We don’t know how many men involved in these infection events were wearing condoms (properly or not), so we can’t say how much more these numbers could have been reduced. But that’s to miss the point entirely; the infection rates could have been reduced but not eliminated.

Putting the emphasis on the effectiveness percentages on contraceptives encourages you to believe it’ll be a long time before the deuce comes up … and to forget that the deuce could come up long before you’re ready to pay. Likewise, calling sex with condoms “safe” because of lower infection risk is misleading, especially if you’re sleeping with multiple partners over the course of the year. Promiscuity is inherently risky; no matter how consistently and conscientiously you wear rubbers, some risk is still there.

Condom or no; perfect use or imperfect; it doesn’t matter. You can still get a disease the first time — heck, the only time — you have sex.

So let’s go back to Father Z’s correspondent. How many times did she have sex before she met her husband? With how many men did she sleep before they met?

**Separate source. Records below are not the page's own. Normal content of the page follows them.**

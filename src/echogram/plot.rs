use std::io::Cursor;
use image::{DynamicImage, ImageBuffer, ImageFormat, Rgb, RgbaImage};
use plotters::prelude::*;
use crate::echogram::axis::format_time;
use crate::echogram::histogram::Histogram;
use crate::echogram::pipeline::EchogramView;
use crate::echogram::EchogramError;
#[derive(Clone, Debug)]
pub struct PlotStyle {
    pub width: u32,
    pub height: u32,
    pub background: RGBColor,
    pub foreground: RGBColor,
    pub bar: RGBColor,
}
impl Default for PlotStyle {
    fn default() -> Self {
        Self {
            width: 1200,
            height: 900,
            background: RGBColor(255, 255, 255),
            foreground: RGBColor(20, 20, 20),
            bar: RGBColor(31, 119, 180),
        }
    }
}
/// Annotated echogram: title, clock-time x axis and depth y axis (0 m at the top).
pub fn render_echogram_png(view: &EchogramView, style: &PlotStyle) -> Result<Vec<u8>, EchogramError> {
    let geometry = view.raster.geometry();
    let (t0, t1) = (geometry.time.min, geometry.time.max.max(geometry.time.min + 1.0));
    // Depth is plotted negated so shallow water sits at the top of the chart.
    let (d0, d1) = (-geometry.depth.max, -geometry.depth.min);
    let d0 = if d1 - d0 > 0.0 { d0 } else { d1 - 1.0 };
    let mut buffer = vec![0u8; (style.width * style.height * 3) as usize];
    {
        let root = BitMapBackend::with_buffer(&mut buffer, (style.width, style.height))
            .into_drawing_area();
        root.fill(&style.background)?;
        let caption = format!("Fisheries Acoustics Echogram - {}", view.channel);
        let mut chart = ChartBuilder::on(&root)
            .margin(10)
            .caption(caption, ("sans-serif", 22).into_font().color(&style.foreground))
            .set_label_area_size(LabelAreaPosition::Left, 60)
            .set_label_area_size(LabelAreaPosition::Bottom, 45)
            .build_cartesian_2d(t0..t1, d0..d1)?;
        chart
            .configure_mesh()
            .disable_mesh()
            .x_desc("Time")
            .y_desc(if view.depth_degraded {
                "Range sample"
            } else {
                "Depth (m)"
            })
            .x_labels(view.time_ticks.len().max(2))
            .y_labels(view.depth_ticks.len().max(2))
            .x_label_formatter(&|t| format_time(*t, false))
            .y_label_formatter(&|d| format!("{:.0}", -d))
            .draw()?;
        let area = chart.plotting_area().strip_coord_spec();
        let (pw, ph) = area.dim_in_pixel();
        let (w, h) = view.image.dimensions();
        for py in 0..ph {
            let row = (py as u64 * h as u64 / ph.max(1) as u64) as u32;
            for px in 0..pw {
                let col = (px as u64 * w as u64 / pw.max(1) as u64) as u32;
                let [r, g, b, a] = view.image.get_pixel(col, row).0;
                if a == 0 {
                    continue;
                }
                area.draw_pixel((px as i32, py as i32), &RGBColor(r, g, b))?;
            }
        }
        root.present()?;
    }
    encode_rgb_png(&buffer, style.width, style.height)
}
/// Bar chart of a selection histogram.
pub fn render_histogram_png(histogram: &Histogram, style: &PlotStyle) -> Result<Vec<u8>, EchogramError> {
    if histogram.bin_count() == 0 {
        return Err(EchogramError::Plot("histogram has no bins".into()));
    }
    let lo = histogram.edges.first().copied().unwrap_or(0.0);
    let hi = histogram.edges.last().copied().unwrap_or(0.0);
    let hi = if hi > lo { hi } else { lo + 1.0 };
    let peak = histogram.counts.iter().copied().max().unwrap_or(0).max(1);
    let mut buffer = vec![0u8; (style.width * style.height * 3) as usize];
    {
        let root = BitMapBackend::with_buffer(&mut buffer, (style.width, style.height))
            .into_drawing_area();
        root.fill(&style.background)?;
        let mut chart = ChartBuilder::on(&root)
            .margin(10)
            .caption(
                format!("Sv histogram ({} samples)", histogram.total()),
                ("sans-serif", 20).into_font().color(&style.foreground),
            )
            .set_label_area_size(LabelAreaPosition::Left, 55)
            .set_label_area_size(LabelAreaPosition::Bottom, 40)
            .build_cartesian_2d(lo..hi, 0u64..peak + peak / 10 + 1)?;
        chart
            .configure_mesh()
            .light_line_style(&style.foreground.mix(0.1))
            .x_desc("Sv (dB)")
            .y_desc("Count")
            .draw()?;
        let bar = style.bar.filled();
        chart.draw_series(
            histogram
                .bins()
                .filter(|&(_, _, count)| count > 0)
                .map(|(a, b, count)| Rectangle::new([(a, 0), (b, count)], bar)),
        )?;
        root.present()?;
    }
    encode_rgb_png(&buffer, style.width, style.height)
}
/// PNG bytes of a colorized raster, one pixel per cell.
pub fn encode_png(image: &RgbaImage) -> Result<Vec<u8>, EchogramError> {
    let mut output = Vec::new();
    DynamicImage::ImageRgba8(image.clone()).write_to(&mut Cursor::new(&mut output), ImageFormat::Png)?;
    Ok(output)
}
fn encode_rgb_png(buffer: &[u8], width: u32, height: u32) -> Result<Vec<u8>, EchogramError> {
    let image = ImageBuffer::<Rgb<u8>, _>::from_raw(width, height, buffer.to_vec())
        .ok_or_else(|| EchogramError::Plot("failed to allocate image buffer".into()))?;
    let mut output = Vec::new();
    let dynamic = DynamicImage::ImageRgb8(image);
    dynamic.write_to(&mut Cursor::new(&mut output), ImageFormat::Png)?;
    Ok(output)
}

The question is irrelevant — she only had to sleep with one man one time to contract herpes. When something happens, it doesn’t matter what the odds against it happening are. Just ask Lee Trevino, who was struck by lightning three times in his professional golf career.

Now, in view of yesterday’s news about the pending congressional investigation of Planned Barrenhood, I could have used this cautionary tale as the springboard for a lecture on how the contraceptive industry, PB and their minions have lied to and misled us. But, as that’s not the center of my argument, I’ll just content myself with saying it and moving on.

No, here’s my point: bad sexual decisions remain bad even if you try to minimize the risks. It doesn’t matter if the sex is premarital or extramarital, if you’re practicing “serial monogamy” or you’ve got several lovers on a string or you actively seek out anonymous one-nighters — you’re exercising poor judgment by taking an unnecessary risk.

And a bad decision can bite you on the butt when you least expect it, long after you’ve made it and you think you’re in the clear.

If the contraceptive industry has duped us, it’s equally true that we let ourselves be duped. Casinos, three-card monte sharks and con men exist because we look for the easy payoff. And in our greed we fool ourselves into thinking we can’t lose.

That’s how the pharmaceutical companies and abortion mills make money off suckers like us.

[1]Summary Table of Contraceptive Efficacy”. Source: Trussell J. Contraceptive efficacy. In Hatcher RA, Trussell J, Nelson AL, Cates W, Stewart FH, Kowal D. Contraceptive Technology: Nineteenth Revised Edition. New York NY: Ardent Media, 2007.
[2] Center for Disease Control, 2009 Sexually Transmitted Diseases Surveillance. The “odds against” are “quick and dirty” calculations I made, and ought not to be emphasized too much.